My research investigates the impacts of climate change and land management on forest disturbance. I am particularly curious about how disturbance regimes are being altered due to management strategies and changes in climate patterns, how these disturbance regimes are interacting with each other within forest ecosystems, and how these factors are transforming forest community composition and ecosystem function. I am currently working on a project evaluating the interacting effects of wildfire and drought inside and outside Giant Sequoia groves in the Sierra Nevadas. For my next project, I’m dreaming up ways to explore novel disturbances in subalpine forests by using deep machine learning methods to scale up forest data collection from field plot to landscape by combining historic and contemporary field, drone, and satellite data.

I am passionate about advancing diversity, equity, and inclusion in the field of ecology, as well as interrogating the systems of oppression that both shape the structure of science and are perpetuated by scientific research. I co-chair the Graduate Group in Ecology’s Diversity Committee Admissions and Awards Subcommittee, which works to improve recruitment and retention of folks with marginalized identities in science. I also serve as the graduate student co-facilitator on the California Consortium for Inclusive Doctoral Education (C-CIDE) UC Davis Campus Team, which is creating and implementing faculty trainings in holistic admissions for STEM graduate programs. Finally, I am an active member of the Graduate Group in Ecology’s Diversity, Equity, and Inclusion Task Force.

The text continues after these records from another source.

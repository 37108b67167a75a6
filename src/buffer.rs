//! Captured audio as an immutable value.
//!
//! A `SampleBuffer` is the unit every offline component consumes: the decoder
//! produces one, the analyzers read it, and every transform returns a fresh
//! one. Once constructed it is never mutated, so concurrent analysis passes
//! need no synchronization.

use crate::error::ConfigError;

/// Planar float audio: one `Vec<f32>` per channel, values conceptually in
/// [-1.0, 1.0].
#[derive(Debug, Clone, PartialEq)]
pub struct SampleBuffer {
    pub(crate) channels: Vec<Vec<f32>>,
    pub(crate) sample_rate: u32,
}

impl SampleBuffer {
    /// Build a buffer from planar channel data.
    ///
    /// Requires at least one channel, equal channel lengths, and a positive
    /// sample rate. Zero-length channels are allowed; analyzers treat them as
    /// degenerate silence.
    pub fn new(channels: Vec<Vec<f32>>, sample_rate: u32) -> Result<Self, ConfigError> {
        if sample_rate == 0 {
            return Err(ConfigError::InvalidSampleRate);
        }
        if channels.is_empty() {
            return Err(ConfigError::NoChannels);
        }
        let len = channels[0].len();
        if channels.iter().any(|ch| ch.len() != len) {
            return Err(ConfigError::ChannelLengthMismatch);
        }
        Ok(Self {
            channels,
            sample_rate,
        })
    }

    /// Single-channel convenience constructor.
    pub fn from_mono(samples: Vec<f32>, sample_rate: u32) -> Result<Self, ConfigError> {
        Self::new(vec![samples], sample_rate)
    }

    pub fn sample_rate(&self) -> u32 {
        self.sample_rate
    }

    pub fn channel_count(&self) -> usize {
        self.channels.len()
    }

    /// Frames per channel.
    pub fn len(&self) -> usize {
        self.channels[0].len()
    }

    pub fn is_empty(&self) -> bool {
        self.len() == 0
    }

    pub fn duration_seconds(&self) -> f32 {
        self.len() as f32 / self.sample_rate as f32
    }

    /// Samples of one channel. Panics if `index` is out of bounds, which is a
    /// caller bug; channel count is fixed at construction.
    pub fn channel(&self, index: usize) -> &[f32] {
        &self.channels[index]
    }

    pub fn channels(&self) -> &[Vec<f32>] {
        &self.channels
    }
}
// C1-C10 business-intelligence scraping engine: proxy pool, concurrency governor,
// circuit breaker, protection detection, site analysis, strategy selection, scraper,
// chunker, batch processor, and adaptive config, fronted by an axum control API.
pub mod adaptive;
pub mod analyzer;
pub mod api;
pub mod batch;
pub mod breaker;
pub mod chunker;
pub mod config;
pub mod core;
pub mod governor;
pub mod model;
pub mod persistence;
pub mod protection;
pub mod proxy;
pub mod scraper;
pub mod strategy;
pub mod utils;

// Re-exports for convenience
pub use core::{EngineError, ErrorKind, ErrorUtils};

pub use adaptive::{AdaptiveConfig, AdaptiveSnapshot, FailureEvent};
pub use analyzer::SiteAnalyzer;
pub use api::{AppState, router};
pub use batch::{BatchProcessor, StartBatchResponse};
pub use breaker::{BreakerConfig, CircuitBreaker};
pub use chunker::{ChunkerConfig, chunk_pages, chunk_scrape_result};
pub use governor::{ConcurrencyGovernor, GovernorConfig, GovernorTicket};
pub use persistence::{InMemoryPersistence, Persistence};
pub use protection::{ProtectionDetector, ProtectionSignatures};
pub use proxy::{ProxyPool, ProxyPoolConfig};
pub use scraper::{Scraper, ScraperConfig};
pub use strategy::{StrategyBundle, StrategySelector};

pub use config::AppConfig;

pub use utils::init_logging;

/// Library version
pub const VERSION: &str = env!("CARGO_PKG_VERSION");
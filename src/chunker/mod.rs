//! Chunker: splits a scrape's extracted text into token-bounded, lossless chunks.

mod chunker;

pub use chunker::{ChunkerConfig, chunk_pages, chunk_scrape_result, estimate_tokens};
//! Circuit breaker data model (§3 DomainCircuit, §4.3 Circuit Breaker).

use chrono::{DateTime, Utc};
use serde::{Deserialize, Serialize};

#[derive(Debug, Clone, Copy, PartialEq, Eq, Serialize, Deserialize)]
pub enum CircuitState {
    Closed,
    Open,
    HalfOpen,
}

/// Per-domain breaker state. Invariant: `state == Open ⟹ opened_at.is_some()`.
#[derive(Debug, Clone, Serialize, Deserialize)]
pub struct DomainCircuit {
    pub domain: String,
    pub state: CircuitState,
    pub failures: u32,
    pub successes: u32,
    pub opened_at: Option<DateTime<Utc>>,
    pub half_open_tests_done: u32,
}

impl DomainCircuit {
    pub fn new(domain: impl Into<String>) -> Self {
        Self {
            domain: domain.into(),
            state: CircuitState::Closed,
            failures: 0,
            successes: 0,
            opened_at: None,
            half_open_tests_done: 0,
        }
    }
}

#[derive(Debug, Clone, Serialize)]
pub struct DomainCircuitStatus {
    pub domain: String,
    pub state: CircuitState,
    pub failures: u32,
    pub remaining_timeout_s: Option<f64>,
}

#[derive(Debug, Clone, Serialize, Default)]
pub struct BreakerAggregateStatus {
    pub closed: usize,
    pub open: usize,
    pub half_open: usize,
    pub total_blocked: u64,
    pub total_opened: u64,
}
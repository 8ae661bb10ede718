//! Closed error taxonomy shared by every component.
//!
//! Errors are classified near the source from typed information (reqwest error kind,
//! HTTP status, detected protection) rather than reconstructed from a formatted message.

use thiserror::Error;

/// The closed set of error categories a fetch attempt can end in.
///
/// Table mirrors the retry/breaker-counting contract exactly: `is_retryable()` and
/// `counts_vs_breaker()` are derived, not duplicated, so the two can never drift apart.
#[derive(Debug, Clone, Copy, PartialEq, Eq, Hash, serde::Serialize, serde::Deserialize)]
#[serde(rename_all = "SCREAMING_SNAKE_CASE")]
pub enum ErrorKind {
    Dns,
    Timeout,
    Connection,
    SslError,
    NoResponse,
    EmptyContent,
    NotFound,
    Cloudflare,
    Waf,
    Captcha,
    Bot,
    RateLimit,
    CircuitOpen,
    ConcurrencyTimeout,
    Other,
}

impl ErrorKind {
    /// Whether a fetch attempt ending in this category may be retried at all.
    pub fn is_retryable(self) -> bool {
        match self {
            ErrorKind::Dns
            | ErrorKind::Timeout
            | ErrorKind::Connection
            | ErrorKind::SslError
            | ErrorKind::NoResponse
            | ErrorKind::RateLimit
            | ErrorKind::Other => true,
            ErrorKind::EmptyContent
            | ErrorKind::NotFound
            | ErrorKind::CircuitOpen
            | ErrorKind::ConcurrencyTimeout => false,
            // Protection categories are escalated to a different strategy, not blindly retried.
            ErrorKind::Cloudflare | ErrorKind::Waf | ErrorKind::Captcha | ErrorKind::Bot => false,
        }
    }

    /// Whether failures of this category count toward the circuit breaker's threshold.
    ///
    /// Protection detections are a property of the site, not a signal of infrastructure
    /// fault, so they never count (§4.3).
    pub fn counts_vs_breaker(self) -> bool {
        match self {
            ErrorKind::Dns
            | ErrorKind::Timeout
            | ErrorKind::Connection
            | ErrorKind::SslError
            | ErrorKind::NoResponse
            | ErrorKind::Other => true,
            ErrorKind::EmptyContent
            | ErrorKind::NotFound
            | ErrorKind::Cloudflare
            | ErrorKind::Waf
            | ErrorKind::Captcha
            | ErrorKind::Bot
            | ErrorKind::RateLimit
            | ErrorKind::CircuitOpen
            | ErrorKind::ConcurrencyTimeout => false,
        }
    }

    /// Whether this category represents site-side protection rather than infrastructure.
    pub fn is_protection(self) -> bool {
        matches!(
            self,
            ErrorKind::Cloudflare | ErrorKind::Waf | ErrorKind::Captcha | ErrorKind::Bot
        )
    }

    /// Maximum retry attempts within one strategy for this category. `0` means "never retry".
    pub fn max_retries(self, strategy_retry_count: u32) -> u32 {
        match self {
            ErrorKind::SslError => strategy_retry_count.saturating_sub(1).max(1),
            ErrorKind::RateLimit => strategy_retry_count,
            _ if self.is_retryable() => strategy_retry_count,
            _ => 0,
        }
    }

    /// Maps to the closed vocabulary used for `ScrapeResult::main_page_fail_reason` (§4.7.5).
    pub fn as_fail_reason(self) -> &'static str {
        match self {
            ErrorKind::Dns | ErrorKind::Connection | ErrorKind::NoResponse => "NO_RESPONSE",
            ErrorKind::Cloudflare => "CLOUDFLARE",
            ErrorKind::Waf | ErrorKind::Bot | ErrorKind::Captcha => "BLOCKED",
            ErrorKind::Timeout => "TIMEOUT",
            ErrorKind::EmptyContent => "EMPTY_CONTENT",
            ErrorKind::SslError => "SSL_ERROR",
            ErrorKind::NotFound => "NOT_FOUND",
            ErrorKind::RateLimit | ErrorKind::CircuitOpen | ErrorKind::ConcurrencyTimeout => {
                "OTHER"
            }
            ErrorKind::Other => "OTHER",
        }
    }
}

impl std::fmt::Display for ErrorKind {
    fn fmt(&self, f: &mut std::fmt::Formatter<'_>) -> std::fmt::Result {
        write!(f, "{:?}", self)
    }
}

/// Classify a [`reqwest::Error`] into an [`ErrorKind`], table-driven rather than
/// string-matched. HTTP-status classification (404, 429, protection bodies) happens
/// one layer up, after the response is available; this only covers transport failure.
pub fn classify_transport_error(err: &reqwest::Error) -> ErrorKind {
    use std::error::Error as _;

    if err.is_timeout() {
        return ErrorKind::Timeout;
    }
    if err.is_connect() {
        let mut cur: Option<&(dyn std::error::Error + 'static)> = err.source();
        while let Some(e) = cur {
            let s = e.to_string().to_lowercase();
            if s.contains("dns") || s.contains("resolve") || s.contains("lookup") {
                return ErrorKind::Dns;
            }
            if s.contains("ssl") || s.contains("tls") || s.contains("certificate") {
                return ErrorKind::SslError;
            }
            cur = e.source();
        }
        return ErrorKind::Connection;
    }
    if err.is_request() || err.is_body() || err.is_decode() {
        return ErrorKind::NoResponse;
    }
    ErrorKind::Other
}

/// Component-facing error type for operations outside the fetch path (config loading,
/// persistence, API handlers).
#[derive(Debug, Error)]
pub enum EngineError {
    #[error("configuration error: {0}")]
    Config(String),
    #[error("persistence error: {0}")]
    Persistence(String),
    #[error("a batch is already running ({batch_id})")]
    BatchAlreadyRunning { batch_id: String },
    #[error("no active batch")]
    NoActiveBatch,
    #[error("concurrency governor timed out acquiring a ticket for {domain}")]
    ConcurrencyTimeout { domain: String },
    #[error("circuit open for domain {domain}")]
    CircuitOpen { domain: String },
    #[error(transparent)]
    Other(#[from] anyhow::Error),
}

#[cfg(test)]
mod tests {
    use super::*;

    #[test]
    fn protection_categories_never_count_against_breaker() {
        for k in [ErrorKind::Cloudflare, ErrorKind::Waf, ErrorKind::Captcha, ErrorKind::Bot] {
            assert!(!k.counts_vs_breaker());
            assert!(k.is_protection());
        }
    }

    #[test]
    fn infrastructure_categories_count_and_retry() {
        for k in [
            ErrorKind::Dns,
            ErrorKind::Timeout,
            ErrorKind::Connection,
            ErrorKind::SslError,
            ErrorKind::NoResponse,
        ] {
            assert!(k.counts_vs_breaker());
            assert!(k.is_retryable());
            assert!(!k.is_protection());
        }
    }

    #[test]
    fn rate_limit_retries_but_does_not_count() {
        assert!(ErrorKind::RateLimit.is_retryable());
        assert!(!ErrorKind::RateLimit.counts_vs_breaker());
    }

    #[test]
    fn terminal_categories_never_retry() {
        for k in [
            ErrorKind::EmptyContent,
            ErrorKind::NotFound,
            ErrorKind::CircuitOpen,
            ErrorKind::ConcurrencyTimeout,
        ] {
            assert!(!k.is_retryable());
            assert_eq!(k.max_retries(5), 0);
        }
    }

    #[test]
    fn fail_reason_vocabulary_is_closed() {
        let allowed = [
            "NO_RESPONSE",
            "CLOUDFLARE",
            "BLOCKED",
            "TIMEOUT",
            "EMPTY_CONTENT",
            "SSL_ERROR",
            "NOT_FOUND",
            "OTHER",
        ];
        for k in [
            ErrorKind::Dns,
            ErrorKind::Timeout,
            ErrorKind::Connection,
            ErrorKind::SslError,
            ErrorKind::NoResponse,
            ErrorKind::EmptyContent,
            ErrorKind::NotFound,
            ErrorKind::Cloudflare,
            ErrorKind::Waf,
            ErrorKind::Captcha,
            ErrorKind::Bot,
            ErrorKind::RateLimit,
            ErrorKind::CircuitOpen,
            ErrorKind::ConcurrencyTimeout,
            ErrorKind::Other,
        ] {
            assert!(allowed.contains(&k.as_fail_reason()));
        }
    }
}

Before coming to UC Davis I worked diverse jobs spanning conservation and restoration projects, environmental education, and ecology research (including stints with the Warren lab at Oregon State University, Point Blue Conservation Science in Sonoma County, the Smithsonian Tropical Research Institute in Panama, the Nature Conservancy in Arizona, and the US Forest Service Ecology Program throughout the Sierra Nevadas). I graduated from UC Berkeley in 2015 with degrees in Philosophy and Integrative Biology.